WASHINGTON, DC – El mundo está asediado por problemas que no tienen soluciones fáciles. Las sacudidas económicas están desestabilizando países y regiones y están poniendo en grandes apuros financieros y sociales a las familias y sus comunidades. Los daños al medio ambiente ponen en riesgo nuestro suministro de alimentos, el aire que respiramos y la rica biodiversidad que sustenta el equilibrio de la vida. Las guerras y conflictos generan millones de nuevos refugiados.

Por otro lado, están surgiendo nuevos riesgos para la salud, entre ellos, la diabetes, la obesidad y otras enfermedades no transmisibles que ahora acechan a los países de ingresos bajos y medios –además de que muchos de esos países siguen luchando contra la tuberculosis, el VIH/SIDA, la malaria y otros males contagiosos. Cientos de millones de jóvenes en todo el mundo están buscando empleo en un mercado laboral muy incierto. La infraestructura que usamos para producir energía, transportar bienes y hacer transacciones empresariales está bajo tensión.
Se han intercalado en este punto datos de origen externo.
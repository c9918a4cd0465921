//! Boot command - run a network against stdin and stdout.
//!
//! Each stdin line is one request: plain text input, or a JSON
//! `TextRequest` when the line starts with `{`. Each response's output is
//! printed on its own line.

use anyhow::{Context, Result};
use clap::{Args, ValueEnum};
use std::sync::Arc;
use synapse_core::TextRequest;
use synapse_core::storage::StorageConfig;
use synapse_network::observability::LogFormat;
use synapse_network::{Network, NetworkConfig, TextEndpoint, clg};
use tokio::io::{AsyncBufReadExt, AsyncWriteExt, BufReader};
use tokio::sync::mpsc;

#[cfg(feature = "storage-redis")]
use synapse_core::storage::RedisConfig;

#[cfg(feature = "storage-redis")]
const DEFAULT_REDIS_URL: &str = "redis://127.0.0.1:6379";

/// Storage backend choice.
#[derive(Debug, Clone, Copy, PartialEq, Eq, ValueEnum)]
pub enum Backend {
    /// In-process maps; state is lost on exit.
    Memory,
    /// Redis server.
    Redis,
}

/// Arguments of the boot command.
#[derive(Debug, Args)]
pub struct BootArgs {
    /// Storage backend (defaults to SYNAPSE_STORAGE_BACKEND, then memory)
    #[arg(long, value_enum)]
    pub storage: Option<Backend>,

    /// Redis connection URL
    #[arg(long)]
    pub redis_url: Option<String>,

    /// Key prefix for redis storage
    #[arg(long)]
    pub prefix: Option<String>,

    /// Ceiling for discovered fan-out per node
    #[arg(long)]
    pub max_signals: Option<usize>,

    /// Log format: json, pretty or compact
    #[arg(long)]
    pub log_format: Option<LogFormat>,
}

/// Run the boot command.
pub async fn run(args: BootArgs) -> Result<()> {
    let mut config = NetworkConfig::from_env_or_default();
    if let Some(max_signals) = args.max_signals {
        config = config.with_max_signals(max_signals);
    }
    config.storage = storage_config(&args, config.storage)?;

    tracing::info!(
        backend = config.storage.backend_name(),
        max_signals = config.max_signals,
        "Booting network"
    );

    let storage = config
        .storage
        .build()
        .await
        .context("Failed to connect to storage")?;
    let network = Network::builder(config)
        .storage(Arc::clone(&storage))
        .clgs(clg::catalog(storage))
        .build()
        .await
        .context("Failed to build network")?;
    network.boot().await.context("Failed to boot network")?;

    let (request_tx, request_rx) = mpsc::channel(64);
    let (response_tx, mut response_rx) = mpsc::channel(64);

    let endpoint = TextEndpoint::new(network.clone());
    let mut serve = tokio::spawn(async move { endpoint.serve(request_rx, response_tx).await });
    let printer = tokio::spawn(async move {
        let mut stdout = tokio::io::stdout();
        while let Some(response) = response_rx.recv().await {
            stdout.write_all(response.output.as_bytes()).await?;
            stdout.write_all(b"\n").await?;
            stdout.flush().await?;
        }
        Ok::<_, std::io::Error>(())
    });

    let interrupted = read_requests(request_tx).await?;
    if !interrupted {
        // Stdin is exhausted; let running traversals answer.
        tokio::select! {
            _ = &mut serve => {}
            _ = tokio::signal::ctrl_c() => {
                tracing::info!("Shutdown signal received");
            }
        }
    }

    network.shutdown().await;
    serve.abort();
    match printer.await {
        Ok(result) => result.context("Failed to write response")?,
        Err(e) => tracing::warn!(error = %e, "Response printer stopped"),
    }

    let snapshot = network.metrics().snapshot();
    tracing::info!(
        executions = snapshot.executions_completed,
        failed = snapshot.executions_failed,
        outputs = snapshot.outputs_emitted,
        "Network stopped"
    );

    Ok(())
}

/// Forward stdin lines until EOF or Ctrl+C. Returns whether Ctrl+C fired.
async fn read_requests(requests: mpsc::Sender<TextRequest>) -> Result<bool> {
    let mut lines = BufReader::new(tokio::io::stdin()).lines();

    loop {
        let line = tokio::select! {
            _ = tokio::signal::ctrl_c() => {
                tracing::info!("Shutdown signal received");
                return Ok(true);
            }
            line = lines.next_line() => line.context("Failed to read stdin")?,
        };

        let Some(line) = line else {
            return Ok(false);
        };
        if line.trim().is_empty() {
            continue;
        }

        match parse_request(&line) {
            Ok(request) => {
                if requests.send(request).await.is_err() {
                    return Ok(false);
                }
            }
            Err(e) => tracing::warn!(error = %e, "Skipping malformed request"),
        }
    }
}

/// Parse one stdin line into a request.
fn parse_request(line: &str) -> Result<TextRequest> {
    if line.trim_start().starts_with('{') {
        serde_json::from_str(line).context("Invalid JSON request")
    } else {
        Ok(TextRequest::new(line))
    }
}

/// Apply command-line storage overrides on top of the environment.
fn storage_config(args: &BootArgs, current: StorageConfig) -> Result<StorageConfig> {
    match args.storage {
        Some(Backend::Memory) => Ok(StorageConfig::memory()),
        Some(Backend::Redis) => redis_config(args, current),
        None => {
            let overrides = args.redis_url.is_some() || args.prefix.is_some();
            if overrides && current.backend_name() == "redis" {
                redis_config(args, current)
            } else {
                Ok(current)
            }
        }
    }
}

#[cfg(feature = "storage-redis")]
fn redis_config(args: &BootArgs, current: StorageConfig) -> Result<StorageConfig> {
    let mut redis = match current {
        StorageConfig::Redis(redis) => redis,
        StorageConfig::Memory(_) => RedisConfig::new(DEFAULT_REDIS_URL),
    };
    if let Some(url) = &args.redis_url {
        redis.url = url.clone();
    }
    if let Some(prefix) = &args.prefix {
        redis = redis.key_prefix(prefix.clone());
    }
    Ok(StorageConfig::redis(redis))
}

#[cfg(not(feature = "storage-redis"))]
fn redis_config(_args: &BootArgs, _current: StorageConfig) -> Result<StorageConfig> {
    anyhow::bail!("Redis storage requires the 'storage-redis' feature")
}
//! End-to-end traversals through a booted network.

mod common;

use common::{CountingOutput, memory_storage, straight_network, within};
use std::sync::Arc;
use synapse_core::key;
use synapse_core::{SynapseError, TextRequest};
use synapse_network::clg::{self, Output};
use synapse_network::{INPUT_CLG, Network, NetworkConfig, OUTPUT_CLG, TextEndpoint};
use tokio::sync::mpsc;

#[tokio::test]
async fn trigger_reaches_the_output_node() {
    let storage = memory_storage();
    let network = straight_network(Arc::clone(&storage), Arc::new(Output)).await;

    let request = TextRequest::new("hello").with_session_id("s-1");
    let response = within(network.trigger(request)).await.unwrap();
    assert_eq!(response.output, "hello");
    assert_eq!(response.session_id, "s-1");

    network.shutdown().await;
    let snapshot = network.metrics().snapshot();
    assert_eq!(snapshot.in_flight, 0);
    assert_eq!(snapshot.outputs_emitted, 1);
    assert_eq!(snapshot.executions_completed, 2);
    assert_eq!(snapshot.executions_failed, 0);
}

#[tokio::test]
async fn routes_are_learned_and_tracked() {
    let storage = memory_storage();
    let network = straight_network(Arc::clone(&storage), Arc::new(Output)).await;

    within(network.trigger(TextRequest::new("a"))).await.unwrap();
    network.shutdown().await;

    let input_id = network.node_id(INPUT_CLG).unwrap();
    let fan_out = storage
        .get(&key::forward_configuration(&input_id))
        .await
        .unwrap();
    let destinations: Vec<&str> = fan_out.split(',').collect();
    assert_eq!(destinations.len(), 1);

    let routed = storage
        .get(&key::behavior_name(&destinations[0].into()))
        .await
        .unwrap();
    assert_eq!(routed, OUTPUT_CLG);

    // Shutdown waited for tracking, so the edges are in place.
    let edges = network.tracker().connections(&input_id).await.unwrap();
    assert_eq!(edges.len(), 1);
    assert_eq!(edges[0].as_str(), destinations[0]);
    let named = network.tracker().name_connections(INPUT_CLG).await.unwrap();
    assert_eq!(named, vec![OUTPUT_CLG.to_string()]);
}

#[tokio::test]
async fn known_routes_replay_on_later_traversals() {
    let storage = memory_storage();
    let network = straight_network(Arc::clone(&storage), Arc::new(Output)).await;

    for input in ["one", "two", "three"] {
        let response = within(network.trigger(TextRequest::new(input))).await.unwrap();
        assert_eq!(response.output, input);
    }
    network.shutdown().await;

    let input_id = network.node_id(INPUT_CLG).unwrap();
    let fan_out = storage
        .get(&key::forward_configuration(&input_id))
        .await
        .unwrap();
    assert!(!fan_out.contains(','));
}

#[tokio::test]
async fn trigger_resends_until_expectation_matches() {
    let storage = memory_storage();
    let network = straight_network(storage, Arc::new(CountingOutput::new())).await;

    let request = TextRequest::new("go").with_expectation("3");
    let response = within(network.trigger(request)).await.unwrap();
    assert_eq!(response.output, "3");

    network.shutdown().await;
    assert_eq!(network.metrics().snapshot().outputs_emitted, 3);
}

#[tokio::test]
async fn ingress_requests_answer_on_egress() {
    let storage = memory_storage();
    let network = straight_network(storage, Arc::new(Output)).await;

    network
        .ingress()
        .send_signal(TextRequest::new("via ingress").with_session_id("s-2"))
        .await
        .unwrap();
    let response = within(network.egress().receive_signal()).await.unwrap();
    assert_eq!(response.output, "via ingress");
    assert_eq!(response.session_id, "s-2");

    network
        .ingress()
        .send_signal(TextRequest::new("mirror").with_echo(true))
        .await
        .unwrap();
    let response = within(network.egress().receive_signal()).await.unwrap();
    assert_eq!(response.output, "mirror");

    network.shutdown().await;
    let err = network
        .ingress()
        .send_signal(TextRequest::new("late"))
        .await
        .unwrap_err();
    assert!(matches!(err, SynapseError::GatewayClosed));
}

#[tokio::test]
async fn endpoint_streams_responses() {
    let storage = memory_storage();
    let network = straight_network(storage, Arc::new(Output)).await;
    let endpoint = TextEndpoint::new(network.clone());

    let (request_tx, request_rx) = mpsc::channel(8);
    let (response_tx, mut response_rx) = mpsc::channel(8);

    request_tx
        .send(TextRequest::new("echoed").with_echo(true))
        .await
        .unwrap();
    request_tx.send(TextRequest::new("")).await.unwrap();
    request_tx
        .send(TextRequest::new("routed").with_session_id("s-3"))
        .await
        .unwrap();
    drop(request_tx);

    within(endpoint.serve(request_rx, response_tx)).await;

    let mut outputs = Vec::new();
    while let Some(response) = response_rx.recv().await {
        outputs.push(response.output);
    }
    outputs.sort();
    assert_eq!(outputs, vec!["echoed".to_string(), "routed".to_string()]);

    network.shutdown().await;
}

#[tokio::test]
async fn sub_networks_follow_the_parent() {
    let storage = memory_storage();
    let sub = Network::builder(NetworkConfig::default().with_shutdown_poll_ms(10))
        .storage(Arc::clone(&storage))
        .clgs(clg::catalog(Arc::clone(&storage)))
        .build()
        .await
        .unwrap();
    let parent = Network::builder(NetworkConfig::default().with_shutdown_poll_ms(10))
        .storage(Arc::clone(&storage))
        .clgs(clg::catalog(Arc::clone(&storage)))
        .sub_network(sub.clone())
        .build()
        .await
        .unwrap();

    parent.boot().await.unwrap();
    assert!(sub.is_booted());

    parent.shutdown().await;
    assert!(parent.is_shut_down());
    assert!(sub.is_shut_down());
}
//! Synapse Core Library
//!
//! Leaf building blocks of the Synapse dataflow engine.
//!
//! # Key Components
//!
//! - **Context / Payload**: per-traversal metadata and the unit of work
//! - **Permutation**: bounded combinatorial index generator
//! - **Gateway / Closer**: closable channels and the shutdown broadcast
//! - **Storage**: the key/value/set contract holding all routing state
//! - **Clg**: the capability trait every computation node implements
//!
//! # Example
//!
//! ```ignore
//! use synapse_core::prelude::*;
//!
//! let storage = StorageConfig::default().build().await?;
//! let ctx = Context::new().with_session_id("session-1");
//! let payload = NetworkPayload::new(
//!     vec![Value::from(ctx), Value::from("hello")],
//!     ObjectId::new(),
//!     vec![ObjectId::new()],
//! );
//! payload.validate()?;
//! ```

#![warn(missing_docs)]
#![warn(clippy::all)]

pub mod context;
pub mod error;
pub mod gateway;
pub mod key;
pub mod payload;
pub mod permutation;
pub mod prelude;
pub mod storage;
pub mod testing;
pub mod traits;
pub mod types;
pub mod value;

// Re-export key types at crate root for convenience
pub use context::{Context, Expectation};
pub use error::{Result, SynapseError};
pub use gateway::{Closer, Gateway};
pub use payload::{NetworkPayload, TextRequest, TextResponse};
pub use permutation::PermutationList;
pub use storage::{Storage, StorageConfig, StorageError};
pub use traits::{Clg, ClgFuture};
pub use types::ObjectId;
pub use value::{Value, ValueType};
//! Core type definitions for Synapse.

mod ids;

pub use ids::ObjectId;
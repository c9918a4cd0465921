//! Best-effort recording of observed edges.
//!
//! For every source of an executed payload two recorders run concurrently:
//! one writes the destination's behavior ID into the source's by-ID set, the
//! other resolves the source's node name and writes the executing node's name
//! into the by-name set. All recorders run to completion. Writes that
//! succeeded stay persisted even when another recorder fails.

use std::fmt;
use std::sync::Arc;
use synapse_core::error::{Result, SynapseError};
use synapse_core::key;
use synapse_core::storage::Storage;
use synapse_core::{Clg, NetworkPayload, ObjectId};
use tokio::task::JoinSet;

/// Which edge a recorder writes.
#[derive(Debug, Clone, Copy, PartialEq, Eq)]
pub enum Recorder {
    /// Source behavior ID to destination behavior ID.
    ById,
    /// Source node name to destination node name.
    ByName,
}

impl fmt::Display for Recorder {
    fn fmt(&self, f: &mut fmt::Formatter<'_>) -> fmt::Result {
        match self {
            Self::ById => f.write_str("by_id"),
            Self::ByName => f.write_str("by_name"),
        }
    }
}

/// A recorder that did not complete its write.
#[derive(Debug)]
pub struct TrackFailure {
    /// The source whose edge was not written.
    pub source: ObjectId,
    /// The recorder that failed.
    pub recorder: Recorder,
    /// Why it failed.
    pub error: SynapseError,
}

/// Outcome of recording the edges of one execution.
#[derive(Debug, Default)]
pub struct TrackReport {
    /// Sources whose by-ID edge was written.
    pub id_edges: Vec<ObjectId>,
    /// Sources whose by-name edge was written.
    pub name_edges: Vec<ObjectId>,
    /// Recorders that failed.
    pub failures: Vec<TrackFailure>,
}

impl TrackReport {
    /// Check whether every recorder succeeded.
    pub fn is_complete(&self) -> bool {
        self.failures.is_empty()
    }

    /// Turn the report into a result carrying the first failure.
    pub fn into_result(mut self) -> Result<()> {
        if self.failures.is_empty() {
            return Ok(());
        }
        Err(self.failures.swap_remove(0).error)
    }
}

/// Records source to destination edges for introspection.
#[derive(Clone)]
pub struct Tracker {
    storage: Arc<dyn Storage>,
}

impl Tracker {
    /// Create a new tracker.
    pub fn new(storage: Arc<dyn Storage>) -> Self {
        Self { storage }
    }

    /// Record the edges of an execution and return the first failure, if any.
    pub async fn track(&self, clg: &dyn Clg, payload: &NetworkPayload) -> Result<()> {
        self.record(clg, payload).await.into_result()
    }

    /// Record the edges of an execution and report every outcome.
    ///
    /// `payload` is the merged payload the node executed with: its
    /// destination is the node's behavior ID and its sources are the nodes
    /// that contributed.
    pub async fn record(&self, clg: &dyn Clg, payload: &NetworkPayload) -> TrackReport {
        let mut tasks = JoinSet::new();
        let destination = payload.destination.clone();
        let name = clg.name().to_string();

        for source in &payload.sources {
            let storage = Arc::clone(&self.storage);
            let source_id = source.clone();
            let destination = destination.clone();
            tasks.spawn(async move {
                let result = storage
                    .push_to_set(&key::tracker_behavior_ids(&source_id), destination.as_str())
                    .await
                    .map_err(SynapseError::from);
                (source_id, Recorder::ById, result)
            });

            let storage = Arc::clone(&self.storage);
            let source_id = source.clone();
            let name = name.clone();
            tasks.spawn(async move {
                let result = record_name(storage.as_ref(), &source_id, &name).await;
                (source_id, Recorder::ByName, result)
            });
        }

        let mut report = TrackReport::default();
        let mut lost = Vec::new();
        while let Some(joined) = tasks.join_next().await {
            match joined {
                Ok((source, Recorder::ById, Ok(()))) => report.id_edges.push(source),
                Ok((source, Recorder::ByName, Ok(()))) => report.name_edges.push(source),
                Ok((source, recorder, Err(error))) => report.failures.push(TrackFailure {
                    source,
                    recorder,
                    error,
                }),
                Err(e) => {
                    tracing::warn!(error = %e, behavior_id = %destination, "Recorder task failed");
                    lost.push(e.to_string());
                }
            }
        }

        // Pairs left without an outcome belong to failed tasks.
        if !lost.is_empty() {
            let cause = lost.join("; ");
            for (source, recorder) in unreported(&payload.sources, &report) {
                report.failures.push(TrackFailure {
                    source,
                    recorder,
                    error: SynapseError::TaskFailed {
                        cause: cause.clone(),
                    },
                });
            }
        }

        if !report.is_complete() {
            tracing::debug!(
                behavior_id = %destination,
                clg = %name,
                failures = report.failures.len(),
                "Tracking incomplete"
            );
        }

        report
    }

    /// Behavior IDs recorded downstream of `behavior_id`.
    pub async fn connections(&self, behavior_id: &ObjectId) -> Result<Vec<ObjectId>> {
        let members = self
            .storage
            .get_all_from_set(&key::tracker_behavior_ids(behavior_id))
            .await?;
        Ok(members.into_iter().map(ObjectId::from).collect())
    }

    /// Node names recorded downstream of the node named `name`.
    pub async fn name_connections(&self, name: &str) -> Result<Vec<String>> {
        Ok(self
            .storage
            .get_all_from_set(&key::tracker_behavior_names(name))
            .await?)
    }
}

/// Recorder runs expected for `sources` that produced no outcome in `report`.
fn unreported(sources: &[ObjectId], report: &TrackReport) -> Vec<(ObjectId, Recorder)> {
    let mut seen: Vec<&ObjectId> = Vec::new();
    let mut missing = Vec::new();
    for source in sources {
        if seen.contains(&source) {
            continue;
        }
        seen.push(source);

        let expected = sources.iter().filter(|s| *s == source).count();
        for recorder in [Recorder::ById, Recorder::ByName] {
            let edges = match recorder {
                Recorder::ById => &report.id_edges,
                Recorder::ByName => &report.name_edges,
            };
            let done = edges.iter().filter(|s| *s == source).count()
                + report
                    .failures
                    .iter()
                    .filter(|f| f.source == *source && f.recorder == recorder)
                    .count();
            for _ in done..expected {
                missing.push((source.clone(), recorder));
            }
        }
    }
    missing
}

async fn record_name(storage: &dyn Storage, source: &ObjectId, name: &str) -> Result<()> {
    let source_name = storage.get(&key::behavior_name(source)).await?;
    storage
        .push_to_set(&key::tracker_behavior_names(&source_name), name)
        .await?;
    Ok(())
}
Con esta lista de problemas no se trata de infundir desánimo, sino plantearla como un desafío. A medida que los recursos físicos del mundo se vuelven cada vez más escasos, tenemos que recurrir cada vez más al recurso renovable más eficaz disponible –el ingenio humano. Así como en el pasado se han enfrentado con problemas, nuestros científicos y empresarios nos han dado soluciones a través de la revolución verde, nuevas vacunas, tecnologías de la comunicación y una energía más limpia.

Los investigadores y dirigentes nos han dado los medios para identificar y resolver dilemas económicos y sociales. Los crecientes niveles educativos han permitido a las personas tener más control sobre su propia salud, circunstancias familiares, gobiernos y cultura.